TL;DR
- Negotiations on the CLARITY Act in the U.S. Senate are in a critical phase, but no official date has been set for a vote in the Banking Committee
- The banking industry warns that interest on stablecoins could threaten up to $6.6 trillion in bank deposits
- The law will allocate supervisory responsibility between the SEC and CFTC, providing the crypto industry with much-needed regulatory clarity
- Disagreement over stablecoin interest rates is the main bottleneck in the Senate as of March 2026
The Crypto Law That Could Change Everything
One of the most discussed laws in American crypto history is still in limbo. The CLARITY Act — formally known as the Digital Asset Market Clarity Act — passed the House of Representatives in July 2025 with solid bipartisan support but has since been stalled in the Senate. This week, according to Bitcoinist, key meetings are being held that could determine whether the bill can finally move forward.
The bill was introduced by Representative French Hill (R-AR) in May 2025 and received a full 78 Democratic votes when it passed the House of Representatives with 294 to 134 votes. This is not an everyday occurrence in today's polarized Washington.
"If U.S. banks resist these legislative changes, crypto innovation could move to Europe and Asia — leaving U.S. financial institutions behind." — Former CFTC Chairman Christopher Giancarlo

What the Law Actually Proposes
At the core of the CLARITY Act is a clear division of labor between the two most important financial regulators in the U.S.: the SEC (Securities and Exchange Commission) and the CFTC (Commodity Futures Trading Commission). Today, authorities largely operate with what critics call "regulation by enforcement," without a clear legal framework defining who is responsible for what.
The law divides digital assets into three categories:
Digital Commodities (CFTC Jurisdiction): Cryptocurrencies that are sufficiently decentralized — including Bitcoin and Ethereum — will be classified as commodities and regulated by the CFTC. Exchanges and brokers handling such assets must register with the CFTC.
Investment Contract Assets (SEC Jurisdiction): Tokens sold for capital raising in, for example, ICOs are treated as securities and remain under the SEC. However, if a token over time becomes sufficiently decentralized and is traded in the secondary market, it can "mature" into the commodity category and shift to CFTC oversight.
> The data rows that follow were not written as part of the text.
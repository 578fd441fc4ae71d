//! Field-length guards, run before any account is allocated.
//! Lengths are UTF-8 byte counts, matching the u32 length prefixes.

use anchor_lang::prelude::*;

use crate::state::{ErrorCode, MAX_CONTENT_BYTES, MAX_TOPIC_BYTES, MIN_CONTENT_BYTES};

pub fn validate(topic: &str, content: &str) -> Result<()> {
    require!(topic.len() <= MAX_TOPIC_BYTES, ErrorCode::TopicTooLong);
    require!(content.len() >= MIN_CONTENT_BYTES, ErrorCode::ContentEmpty);
    require!(content.len() <= MAX_CONTENT_BYTES, ErrorCode::ContentTooLong);
    Ok(())
}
Stablecoins (Special Regulation): Stablecoins are handled under a separate, tailored supervisory model. Trading activity falls under the CFTC, while the issuers themselves are regulated through a separate law — the GENIUS Act — which was already signed in July 2025.

Banks Sound Alarm Over Stablecoin Interest Rates
The main reason the bill remains stalled in the Senate is not about Bitcoin or Ethereum — it's about stablecoins and interest rates. The banking industry has heavily mobilized against a point in the bill that could allow stablecoin issuers to offer returns to their users.
According to research related to the legislative process, banks fear that interest-bearing stablecoins could draw enormous sums out of traditional bank deposits. The figure mentioned is staggering: up to $6.6 trillion in deposits are reportedly at risk. If money flows out of banks and into stablecoins with returns, it would also weaken banks' ability to grant loans — a classic source of bank earnings.
Critics of the bill also point out that there are questions about the CFTC's capacity to take on the expanded supervisory responsibility. The agency has historically focused on derivatives markets, not spot trading, and former CFTC regulators believe the agency will need both new legal authority and significantly increased budgets to fulfill its new role.
SEC and CFTC Signal Cooperation
Although the bill is stalled in the Senate, regulators have not been idle. As recently as March 17, 2026, the SEC issued a joint interpretation with the CFTC on how current securities legislation applies to crypto assets. This is interpreted by industry observers as a signal that the two agencies are moving towards a more coordinated approach — regardless of whether the CLARITY Act passes.
This represents a significant change in course from a period when the SEC, under previous leadership, largely operated without coordinating with the CFTC in the crypto space.
What Happens Next?
The meetings in the Senate this week — which Bitcoinist describes as crucial — could indicate whether there is political will to resolve the remaining points of conflict. A date has not yet been set for a formal markup phase in the Senate Banking Committee, which is the next step before a potential Senate vote.
For the crypto industry, this is about more than just law. After years of uncertainty surrounding the regulatory status of most tokens, a passed CLARITY Act would provide a legal framework that could unlock institutional capital and facilitate new products and services.
For banks, the struggle is equally existential, just in the opposite direction.